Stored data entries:
* * *
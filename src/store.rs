//! Cart store
//!
//! Owns the ordered list of cart entries. Every mutation re-reads the stored
//! cart, applies the change, writes it back and queues a change signal, so
//! fragments holding their own store over the same storage converge on the
//! last write. None of the operations fail: unknown ids are no-ops, quantities
//! below one remove the row, and storage failures are logged.

use jiff::Timestamp;
use rust_decimal::Decimal;
use rusty_money::{
    Money,
    iso::{self, Currency},
};
use tracing::{debug, warn};

use crate::{
    entries::CartEntry,
    persistence::{
        CartPersistence, MemoryStorage, Persisted, PersistenceError, Storage, WatcherKey,
    },
    pricing::{PricingError, scale_total, to_money, total_price},
    sync::{ChangeOrigin, SyncChannel},
};

/// Currency used when none is configured.
pub const DEFAULT_CURRENCY: &Currency = iso::BRL;

/// Cart store
#[derive(Debug)]
pub struct CartStore<S: Storage> {
    entries: Vec<CartEntry>,
    persistence: CartPersistence<S>,
    channel: SyncChannel,
    currency: &'static Currency,
    degraded: bool,
}

impl<S: Storage> CartStore<S> {
    /// Opens the cart stored under the default key.
    pub fn open(storage: S, channel: SyncChannel) -> Self {
        Self::new(CartPersistence::new(storage), channel, DEFAULT_CURRENCY)
    }

    /// Creates a store and loads the persisted cart.
    pub fn new(
        persistence: CartPersistence<S>,
        channel: SyncChannel,
        currency: &'static Currency,
    ) -> Self {
        let entries = persistence.load();

        CartStore {
            entries,
            persistence,
            channel,
            currency,
            degraded: false,
        }
    }

    /// Re-reads the stored cart.
    ///
    /// While the last write has failed the in-memory entries stay
    /// authoritative and this does nothing; the next mutation writes them
    /// again. An unreadable storage also keeps them; a malformed stored cart
    /// empties them.
    pub fn refresh(&mut self) {
        if self.degraded {
            return;
        }

        match self.persistence.read() {
            Ok(entries) => self.entries = entries,
            Err(PersistenceError::Malformed(error)) => {
                warn!(%error, "stored cart is malformed, treating it as empty");
                self.entries.clear();
            }
            Err(PersistenceError::Storage(error)) => {
                warn!(%error, "could not read stored cart, keeping in-memory entries");
            }
        }
    }

    /// Adds an entry, merging it into a configuration-equal row if present.
    ///
    /// Returns the id of the row that now holds the entry, or `None` if the
    /// entry had no units and was ignored.
    pub fn add(&mut self, mut entry: CartEntry) -> Option<String> {
        self.refresh();

        let id = if entry.normalize() {
            Some(self.insert_or_merge(entry))
        } else {
            warn!(product = %entry.product.id, "ignoring cart entry without units");
            None
        };

        self.commit();

        id
    }

    fn insert_or_merge(&mut self, mut entry: CartEntry) -> String {
        if let Some(existing) = self
            .entries
            .iter_mut()
            .find(|existing| existing.is_configuration_equal(&entry))
        {
            existing.absorb(&entry);

            debug!(
                id = %existing.id,
                quantity = existing.quantity,
                "merged into existing cart row"
            );

            return existing.id.clone();
        }

        if entry.id.is_empty() || self.get(&entry.id).is_some() {
            entry.id = self.next_id(&entry.product.id);
        }

        let id = entry.id.clone();
        self.entries.push(entry);

        id
    }

    /// Removes the row with the given id, returning `true` if it existed.
    pub fn remove(&mut self, id: &str) -> bool {
        self.refresh();

        let before = self.entries.len();
        self.entries.retain(|entry| entry.id != id);
        let removed = self.entries.len() != before;

        self.commit();

        removed
    }

    /// Replaces the row with the given id, keeping its id.
    ///
    /// Another row that becomes configuration-equal to the edited one is
    /// folded into it. A replacement without units removes the row. Returns
    /// `true` if the row existed.
    pub fn update(&mut self, id: &str, mut entry: CartEntry) -> bool {
        self.refresh();

        let exists = self.get(id).is_some();

        if exists {
            if entry.normalize() {
                entry.id = id.to_string();
                self.replace(entry);
            } else {
                self.entries.retain(|existing| existing.id != id);
            }
        }

        self.commit();

        exists
    }

    fn replace(&mut self, mut edited: CartEntry) {
        self.entries.retain(|other| {
            if other.id != edited.id && other.is_configuration_equal(&edited) {
                debug!(id = %edited.id, absorbed = %other.id, "edited row absorbed an equal row");
                edited.absorb(other);
                false
            } else {
                true
            }
        });

        if let Some(slot) = self.entries.iter_mut().find(|entry| entry.id == edited.id) {
            *slot = edited;
        }
    }

    /// Sets the number of units of a row, rescaling its price.
    ///
    /// Quantities below one remove the row. Returns `true` if the row existed.
    pub fn update_quantity(&mut self, id: &str, quantity: i64) -> bool {
        if quantity < 1 {
            return self.remove(id);
        }

        self.refresh();

        let quantity = u32::try_from(quantity).unwrap_or(u32::MAX);

        let found = match self.entries.iter_mut().find(|entry| entry.id == id) {
            Some(entry) => {
                entry.total_price = scale_total(entry.total_price, entry.quantity, quantity);
                entry.quantity = quantity;
                true
            }
            None => false,
        };

        self.commit();

        found
    }

    /// Empties the cart.
    pub fn clear(&mut self) {
        self.entries.clear();
        self.commit();
    }

    /// Sum of every row's price.
    pub fn total_price(&self) -> Decimal {
        total_price(&self.entries)
    }

    /// Sum of every row's price in the store currency.
    ///
    /// # Errors
    ///
    /// Returns a [`PricingError`] if the total does not fit the currency's minor units.
    pub fn total_money(&self) -> Result<Money<'static, Currency>, PricingError> {
        to_money(self.total_price(), self.currency)
    }

    /// Number of units across all rows.
    pub fn total_item_count(&self) -> u32 {
        self.entries
            .iter()
            .fold(0_u32, |count, entry| count.saturating_add(entry.quantity))
    }

    /// Number of distinct rows.
    pub fn line_count(&self) -> usize {
        self.entries.len()
    }

    /// Whether the cart has no rows.
    pub fn is_empty(&self) -> bool {
        self.entries.is_empty()
    }

    /// Rows in insertion order.
    pub fn entries(&self) -> &[CartEntry] {
        &self.entries
    }

    /// Looks up a row by id.
    pub fn get(&self, id: &str) -> Option<&CartEntry> {
        self.entries.iter().find(|entry| entry.id == id)
    }

    /// Currency totals are presented in.
    pub fn currency(&self) -> &'static Currency {
        self.currency
    }

    /// Channel change signals are queued on.
    pub fn channel(&self) -> &SyncChannel {
        &self.channel
    }

    /// Persistence the store writes through.
    pub fn persistence(&self) -> &CartPersistence<S> {
        &self.persistence
    }

    /// Whether the last write failed, leaving storage behind the in-memory cart.
    pub fn is_degraded(&self) -> bool {
        self.degraded
    }

    fn commit(&mut self) {
        let failed = self.persistence.save(&self.entries) == Persisted::Failed;

        if failed && !self.degraded {
            warn!("cart write failed, keeping the cart in memory until a write succeeds");
        } else if !failed && self.degraded {
            debug!("cart write succeeded again, storage is back in sync");
        }

        self.degraded = failed;
        self.channel.notify();
    }

    fn next_id(&self, product_id: &str) -> String {
        let base = format!("{product_id}-{}", Timestamp::now().as_millisecond());

        if self.get(&base).is_none() {
            return base;
        }

        (1_u32..)
            .map(|suffix| format!("{base}-{suffix}"))
            .find(|candidate| self.get(candidate).is_none())
            .unwrap_or(base)
    }
}

impl CartStore<MemoryStorage> {
    /// Signals this store's channel whenever another tab writes the cart key.
    pub fn watch_other_tabs(&self) -> WatcherKey {
        watch_storage(self.persistence.storage(), self.persistence.key(), &self.channel)
    }
}

/// Bridges native storage events for `key` into `channel`.
pub fn watch_storage(
    storage: &MemoryStorage,
    key: impl Into<String>,
    channel: &SyncChannel,
) -> WatcherKey {
    let key = key.into();
    let channel = channel.clone();

    storage.on_external_change(move |event| {
        if event.key == key {
            channel.notify_from(ChangeOrigin::Storage);
        }
    })
}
* * *
## ABOUT THIS TASK
When a line among the entries contains "CartEntry", pull that line out.

## SOLVED PROBLEM
    entries::CartEntry,
    entries: Vec<CartEntry>,
    pub fn add(&mut self, mut entry: CartEntry) -> Option<String> {
    fn insert_or_merge(&mut self, mut entry: CartEntry) -> String {
    pub fn update(&mut self, id: &str, mut entry: CartEntry) -> bool {
    fn replace(&mut self, mut edited: CartEntry) {
    pub fn entries(&self) -> &[CartEntry] {
    pub fn get(&self, id: &str) -> Option<&CartEntry> {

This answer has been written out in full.